21. The pace and method of achieving these
objectives has varied greatly throughout the applicant countries.
Progress on introducing western style property rights was fastest
in relation to the ownership and free movement of capital. Progress
in respect of the right to own land in the applicant countries
has been rather more complicated.
22. So far as foreign ownership of land
is concerned, transitional periods are in place after accession.
Whatever terms are in application confidence in ownership will
build only when it can be seen that transactions in land are secure.
This is not yet the situation in some of the acceding countries.
23. Privatisation of land in the former
communist countries remains a sensitive issue. CLA has not followed
progress on privatisation in detail since 2001 when it surveyed
the situation across the acceding countries. The figures at that
time indicated a very patchy situation. The figures that follow
are not up to date, but indicate the scale of the task. In Poland
state ownership of land was, in 2001, running at about 25-30%.
By 1999, about 4.7 million hectares had been taken into the State
Treasury for redistribution, and 3.5 million hectares had been
resold or leased, mainly leased. Some land had been transferred,
free, to agricultural chambers and academic institutions. In the
Czech Republic some 900,000 hectares remained in state hands in
November 2000, and land that had been privatised remained subject
to restrictions on ownership by foreigners. In Estonia private
land accounted, by the end of 2000, for about a third of the total.
According to the EU Commission privatisation in 2001 at the local
level remained slow, and claimants had found it difficult to get
hold of land, particularly in the northern regions. So much still
remained to be done.
24. Private land ownership was thus still
not the norm in most of these applicant countries of the East
in the way that it is in the West, and the progress made towards
liberalisation of property belies the task still to be achieved
in respect of land itself.
25. The task is considerable. Private ownership
requires reliable deeds of ownership, land registration, accurate
mapping of boundaries, clear tenancy law to accommodate short
and long term tenancies and a land market with agents to facilitate
transactions.
26. However, unless private land ownership
becomes widespread and certain there are bound to be difficulties
in establishing the "second pillar" initiatives of the
CAP in these countries, initiatives to encourage agri-environment
and rural development. Who should the contracts be made with?
How can they act as collateral for financing the business? How
can they be taken into account when the business is transferred?
The development of farming businesses will itself be inhibited.
The agricultural industry will move away from dependence on production
support towards the development of individual farming businesses,
with business relationships with suppliers, consumers and partners.
So privatisation becomes yet more important.

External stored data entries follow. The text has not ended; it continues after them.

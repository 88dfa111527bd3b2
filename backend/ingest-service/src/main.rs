use std::sync::Arc;

use anyhow::{Context, Result};
use ingest_service::config::Config;
use ingest_service::metrics::IngestMetrics;
use ingest_service::services::SubscriberController;
use tokio::sync::watch;
use tracing_subscriber::{layer::SubscriberExt, util::SubscriberInitExt};

#[tokio::main]
async fn main() -> Result<()> {
    dotenvy::dotenv().ok();

    tracing_subscriber::registry()
        .with(
            tracing_subscriber::EnvFilter::try_from_default_env()
                .unwrap_or_else(|_| "info,ingest_service=debug".into()),
        )
        .with(tracing_subscriber::fmt::layer())
        .init();

    tracing::info!("Starting ingest-service");

    let config = Config::from_env().context("Failed to load configuration")?;

    // Created once here and injected; components never reach for global
    // metric state.
    let registry = prometheus::Registry::new();
    let metrics = Arc::new(IngestMetrics::new(&registry));

    let (shutdown_tx, shutdown_rx) = watch::channel(false);
    tokio::spawn(async move {
        if tokio::signal::ctrl_c().await.is_ok() {
            tracing::info!("Shutdown signal received");
            let _ = shutdown_tx.send(true);
        }
    });

    let controller = SubscriberController::new(config, metrics);
    controller
        .run(shutdown_rx)
        .await
        .context("Ingest pipeline failed")?;

    tracing::info!("ingest-service terminated gracefully");
    Ok(())
}
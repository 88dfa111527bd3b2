//! Telemetry payload schema shared by the ingest and relay services
//!
//! Defines the typed sensor record persisted to PostgreSQL and the decode
//! step that turns raw transport payloads into it. Malformed payloads fail
//! with a typed [`DecodeError`] instead of leaking half-parsed data into the
//! pipeline.

use serde::{Deserialize, Serialize};
use thiserror::Error;

/// Errors raised while decoding an inbound payload
#[derive(Debug, Error)]
pub enum DecodeError {
    #[error("Invalid JSON payload: {0}")]
    Json(#[from] serde_json::Error),

    #[error("Missing field in stream entry: {0}")]
    MissingField(&'static str),
}

/// A single sensor reading as published by a device
///
/// Wire format (JSON):
/// ```json
/// {
///   "device_id": "device-042",
///   "timestamp": 1718000000.25,
///   "temperature": 21.5,
///   "humidity": 48.0
/// }
/// ```
#[derive(Debug, Clone, PartialEq, Serialize, Deserialize)]
pub struct SensorReading {
    /// Device that produced the reading
    pub device_id: String,
    /// Device-side epoch timestamp (seconds, fractional)
    pub timestamp: f64,
    /// Temperature in degrees Celsius
    pub temperature: f64,
    /// Relative humidity in percent
    pub humidity: f64,
}

impl SensorReading {
    /// Decode a reading from raw payload bytes.
    pub fn decode(payload: &[u8]) -> Result<Self, DecodeError> {
        Ok(serde_json::from_slice(payload)?)
    }

    /// Decode a reading from a stream entry's string field.
    pub fn decode_str(payload: &str) -> Result<Self, DecodeError> {
        Ok(serde_json::from_str(payload)?)
    }
}

#[cfg(test)]
mod tests {
    use super::*;

    #[test]
    fn decodes_well_formed_payload() {
        let payload =
            br#"{"device_id":"device-001","timestamp":1718000000.5,"temperature":22.3,"humidity":51.0}"#;
        let reading = SensorReading::decode(payload).expect("payload should decode");
        assert_eq!(reading.device_id, "device-001");
        assert_eq!(reading.temperature, 22.3);
        assert_eq!(reading.humidity, 51.0);
    }

    #[test]
    fn rejects_truncated_payload() {
        let payload = br#"{"device_id":"device-001","timestamp":17"#;
        assert!(matches!(
            SensorReading::decode(payload),
            Err(DecodeError::Json(_))
        ));
    }

    #[test]
    fn rejects_missing_fields() {
        let payload = br#"{"device_id":"device-001","timestamp":1718000000.5}"#;
        assert!(SensorReading::decode(payload).is_err());
    }

    #[test]
    fn rejects_wrong_field_types() {
        let payload =
            br#"{"device_id":7,"timestamp":"yesterday","temperature":22.3,"humidity":51.0}"#;
        assert!(SensorReading::decode(payload).is_err());
    }

    #[test]
    fn roundtrips_through_json_string() {
        let reading = SensorReading {
            device_id: "device-009".to_string(),
            timestamp: 1718000123.0,
            temperature: -4.5,
            humidity: 80.2,
        };
        let encoded = serde_json::to_string(&reading).expect("reading should serialize");
        assert_eq!(
            SensorReading::decode_str(&encoded).expect("reading should decode"),
            reading
        );
    }
}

27. The most sensitive of issues is restitution
of land to former owners. In Poland, for example, many owners
were forced to flee the country after the second world war and
they, or their descendants, have not returned. There is, nevertheless,
a strong case for former owners and descendants being given the
opportunity to recover land confiscated from them. CLA and ELO
would not expect lands in the Eastern European countries to be
returned to former owners in all cases, but it is just that they,
or their descendants, should have the opportunity at least to
re-purchase their lands on reasonable terms. Thereafter, they
should have the same rights of ownership as citizens elsewhere
in the EU. They can then take on the full responsibilities and
rights of ownership.
28. In this way confidence, certainty and
clarity can return to landownership in the acceding countries,
and long term investment in agriculture and land management can
follow, with benefits for these countries' economies and populations.